Il n’est pas anecdotique de noter que ce pyschodrame pathétique se déroule un 1er Mai. En sécurité, n’ayons peur de rien, le ridicule ne tue pas, Raphaël Glucksmann peut accuser ouvertement la France insoumise « et d’autres ». Un militant isolé devient ainsi le porte-parole national d’un mouvement politique alors que la voix du leader de ce mouvement est inaudible. Ce n’est pas elle que l’on veut entendre. Ce qui doit monter, ce qu’il faut faire monter, ce qui doit devenir une évidence pour tous, c’est que la France Insoumise est antisémite. Oubliée la Palestine, la Géorgie ou le 1er Mai. Sans parler des travailleurs encore dans la rue. Ceux-là, le pseudo-bloc bourgeois s’en tamponne. Non, la passion doit monter sur un tout autre front, celui de la bête immonde qui referait surface dans les rangs de la gauche. Pour cela, il faut le concours d’un second agent provocateur : Raphaël Enthoven.
Pour la petite anecdote, ce précieux ridicule philosophant n’avait pas aimé que je lui demande combien il avait touché pour philosopher au MEDEF sur la joie ou la liberté. Ou une autre foutaise, la mémoire de ces insignifiantes causeries est en effet fragile. Ces gens-là ne parlent jamais pognon. Le pognon c’est sale, un truc de gueux. Le précieux se fend, dans une énième vapeur, d’un tweet rageux le jour même, à 17h44, soyons précis. Vol au-dessus d’un nid de GluGlu. Les fils à papa se soutiennent. C’est ce message qui sera attaqué en justice par Manuel Bompard. Je tiens à dire, au passage, que cette attaque juridique était une connerie. Le fait de ne pas être présent à la 17ème chambre correctionnelle de Paris le confirme. Manuel Bompard devrait savoir que nos institutions (pour combien de temps à ce rythme ?) défendent encore la conflictualité politique, fut-elle obscène. Je rappelle, pour avoir témoigné dans ce sens en juin, dans ce même lieu, que cette chambre a relaxé la philosophe Barbara Stiegler (oui, contrairement à l’autre venteux, elle mérite le titre) dans son procès contre Blanquer, le violent, pour injure publique. Elle avait qualifié ce fin mélomane dopé à l’IA « d’ordure ». Il faut dire que ce bœuf (pas l’animal) avait ouvertement accusé les professeurs d’être complices idéologiquement du terrorisme islamiste juste après l’assassinat de notre collègue Dominique Bernard à Arras. Mais revenons aux marquis des antipodes du 7ème : Raphaël en tout vent.

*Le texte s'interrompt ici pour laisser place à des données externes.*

use std::cell::RefCell;
use std::collections::btree_map::Entry;
use std::collections::{BTreeMap, BTreeSet, HashMap};
use std::io::{self, Write};
use std::time::{Instant, SystemTime, UNIX_EPOCH};

use subtle::ConstantTimeEq;

use crate::client_to_server::MessageDecodingError;
use crate::config::{ConfigError, Limits, OperatorConfig, ServerConfig, TimeoutConfig};
use crate::error::ServerStateError;
use crate::server_to_client::{self, ChannelInfo, MessageContext, WhoReply};
use crate::timeout::PingStatus;
use crate::types::{channel_key, Channel, ChannelUserMode, ConnectionId, Topic, User};
use crate::user_state::{
    AuthenticatedState, QuittingState, RegisteredState, UnauthenticatedState, UserState,
};
use crate::validation::{
    is_valid_channel_name, is_valid_key, is_valid_nickname, is_valid_realname,
    is_valid_server_name, is_valid_username,
};

/// Registry of every connection and every channel.
///
/// All mutations happen on the reactor thread, the RefCell only lets handlers
/// borrow the registry through a shared reference.
pub struct ServerState(RefCell<ServerStateInner>);

struct ServerStateInner {
    users: HashMap<ConnectionId, User>,
    /// Keyed by the upper-cased channel name.
    channels: BTreeMap<String, Channel>,

    // related to config:
    server_name: String,
    password: Vec<u8>,
    motd: Vec<String>,
    operator: Option<OperatorConfig>,
    timeout_config: TimeoutConfig,
    limits: Limits,
    channel_creation: bool,
    message_context: MessageContext,
}

fn unix_timestamp() -> u64 {
    SystemTime::now()
        .duration_since(UNIX_EPOCH)
        .map(|d| d.as_secs())
        .unwrap_or_default()
}

fn no_such_channel(user: &User, channel_name: &str) -> ServerStateError {
    ServerStateError::NoSuchChannel {
        client: user.maybe_nickname().to_string(),
        channel: channel_name.to_string(),
    }
}

fn channel_mut<'c>(
    channels: &'c mut BTreeMap<String, Channel>,
    user: &User,
    channel_name: &str,
) -> Result<&'c mut Channel, ServerStateError> {
    channels
        .get_mut(&channel_key(channel_name))
        .ok_or_else(|| no_such_channel(user, channel_name))
}

/// Only registered users can be reached by nickname.
fn find_user<'u>(users: &'u HashMap<ConnectionId, User>, nickname: &str) -> Option<&'u User> {
    users
        .values()
        .find(|u| u.registered && u.has_nickname(nickname))
}

fn broadcast(
    users: &HashMap<ConnectionId, User>,
    channel: &Channel,
    message: &server_to_client::Message<'_>,
    context: &MessageContext,
) {
    channel
        .users
        .keys()
        .flat_map(|user_id| users.get(user_id))
        .for_each(|u| u.send(message, context));
}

Le cuistre commence ainsi : «#LaFranceInsoumise est un mouvement détestable, violent, complotiste, passionnément antisémite et dirigé par un haut-parleur que personne n’a élu. » La suite est un mélange, particulièrement confus et indigeste, de Hamas, de Poutine, de complots, de mains au cul, de gifles, de comportements totalitaires. Les vapeurs d’un bourgeois né avec une cuillère en argent dans la bouche et qui ne s’est jamais battu pour autre chose que de voir sa tronche dans Paris Match. Un jean-foutre. Un faquin. Un fat. Un philosophe ? Qui ne l’est pas aujourd’hui, je te donne le titre si tu insistes. Non, un bourgeois qui s’invente des causes et se touche avec les mondains, ses amis. Au temps de Sartre, on avait des compagnons de route ; aujourd’hui, des compagnons de broute. Les écologistes s’en réjouiront.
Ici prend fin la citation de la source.